* [Exercise objective]:
When the string "TimeOffset" occurs in a line of the records, show that line.

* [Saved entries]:
//! 读取器/写出器边界。
//!
//! 各格式的读取器和写出器在本 crate 之外实现，这里只声明它们与核心
//! 引擎之间的契约：读取器产出 [`ContentDocument`]，写出器消费
//! （可能经过过滤的）ISD 序列。

use std::{fmt, str::FromStr};

use serde::{Deserialize, Serialize};
use strum_macros::{EnumIter, EnumString};

use crate::error::ConvertError;
use crate::isd::Isd;
use crate::model::ContentDocument;
use crate::time::TimeOffset;

/// 枚举：支持的时序文本格式。
#[derive(
    Debug, Clone, Copy, PartialEq, Eq, Hash, EnumString, EnumIter, Serialize, Deserialize, Default,
)]
#[strum(ascii_case_insensitive)]
pub enum TimedTextFormat {
    /// `Timed Text Markup Language` 格式。
    #[default]
    Ttml,
    /// IMSC（TTML 的字幕应用子集）格式。
    Imsc,
    /// CEA-608 `Scenarist Closed Caption` 字节流。
    Scc,
    /// EBU STL 二进制块流。
    Stl,
    /// `SubRip` 编号提示块文本。
    Srt,
    /// `WebVTT` 提示块文本。
    Vtt,
}

impl TimedTextFormat {
    /// 将格式枚举转换为对应的文件扩展名字符串。
    #[must_use]
    pub const fn to_extension_str(self) -> &'static str {
        match self {
            Self::Ttml | Self::Imsc => "ttml",
            Self::Scc => "scc",
            Self::Stl => "stl",
            Self::Srt => "srt",
            Self::Vtt => "vtt",
        }
    }

    /// 从字符串（通常是文件扩展名或用户输入）解析格式枚举。
    /// 不区分大小写，并会移除输入中的空格和点。
    #[must_use]
    pub fn from_string(s: &str) -> Option<Self> {
        let normalized = s.to_uppercase().replace([' ', '.'], "");
        match normalized.as_str() {
            "TTML" | "XML" | "DFXP" => Some(Self::Ttml),
            "IMSC" => Some(Self::Imsc),
            "SCC" => Some(Self::Scc),
            "STL" => Some(Self::Stl),
            "SRT" | "SUBRIP" => Some(Self::Srt),
            "VTT" | "WEBVTT" => Some(Self::Vtt),
            _ => Self::from_str(s).ok(),
        }
    }

    /// 该格式的输入是否为文本（否则按字节流处理）。
    #[must_use]
    pub const fn is_textual(self) -> bool {
        !matches!(self, Self::Stl)
    }
}

impl fmt::Display for TimedTextFormat {
    fn fmt(&self, f: &mut fmt::Formatter<'_>) -> fmt::Result {
        match self {
            Self::Ttml => write!(f, "TTML"),
            Self::Imsc => write!(f, "IMSC"),
            Self::Scc => write!(f, "SCC"),
            Self::Stl => write!(f, "STL"),
            Self::Srt => write!(f, "SRT"),
            Self::Vtt => write!(f, "WebVTT"),
        }
    }
}

/// 传递给读取器的单个输入。
#[derive(Debug, Clone, Serialize, Deserialize)]
pub struct InputSource {
    /// 原始字节内容。文本格式按 UTF-8 解释。
    pub bytes: Vec<u8>,
    /// 内容的格式。
    pub format: TimedTextFormat,
    /// 可选的原始文件名，用于日志和错误定位。
    pub filename: Option<String>,
}

impl InputSource {
    /// 创建一个输入。
    #[must_use]
    pub fn new(bytes: Vec<u8>, format: TimedTextFormat, filename: Option<String>) -> Self {
        Self {
            bytes,
            format,
            filename,
        }
    }
}

/// 进度回调：接收 [0, 1] 区间内的完成比例，尽力单调递增，不得阻塞。
pub type ProgressSink<'a> = Option<&'a (dyn Fn(f32) + Send + Sync)>;

/// 读取器契约：把一种输入语法装载为内容文档。
///
/// 实现必须填充文档初始值、单元格分辨率、带几何与样式的区域集合，
/// 以及带指定样式和时间属性的 body 树；空白归一化通过
/// [`ContentDocument::collapse_whitespace`] 在建树完成后执行一次。
pub trait DocumentReader {
    /// 读取器对应的格式。
    fn format(&self) -> TimedTextFormat;

    /// 解析输入并构建文档模型。
    ///
    /// # Errors
    ///
    /// 输入语法错误时返回 [`ConvertError::Malformed`]，并尽可能带上
    /// 位置提示。
    fn to_model(
        &self,
        source: &InputSource,
        progress: ProgressSink<'_>,
    ) -> Result<ContentDocument, ConvertError>;
}

/// 写出器契约：把 ISD 序列序列化为目标语法。
pub trait IsdWriter {
    /// 写出器对应的格式。
    fn format(&self) -> TimedTextFormat;

    /// 序列化一个按时间点升序排列的 ISD 序列。
    ///
    /// # Errors
    ///
    /// 序列无法在目标格式中表达时返回错误。
    fn write(&self, sequence: &[(TimeOffset, Isd)]) -> Result<Vec<u8>, ConvertError>;
}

* [Solution to this exercise]:
use crate::time::TimeOffset;
    fn write(&self, sequence: &[(TimeOffset, Isd)]) -> Result<Vec<u8>, ConvertError>;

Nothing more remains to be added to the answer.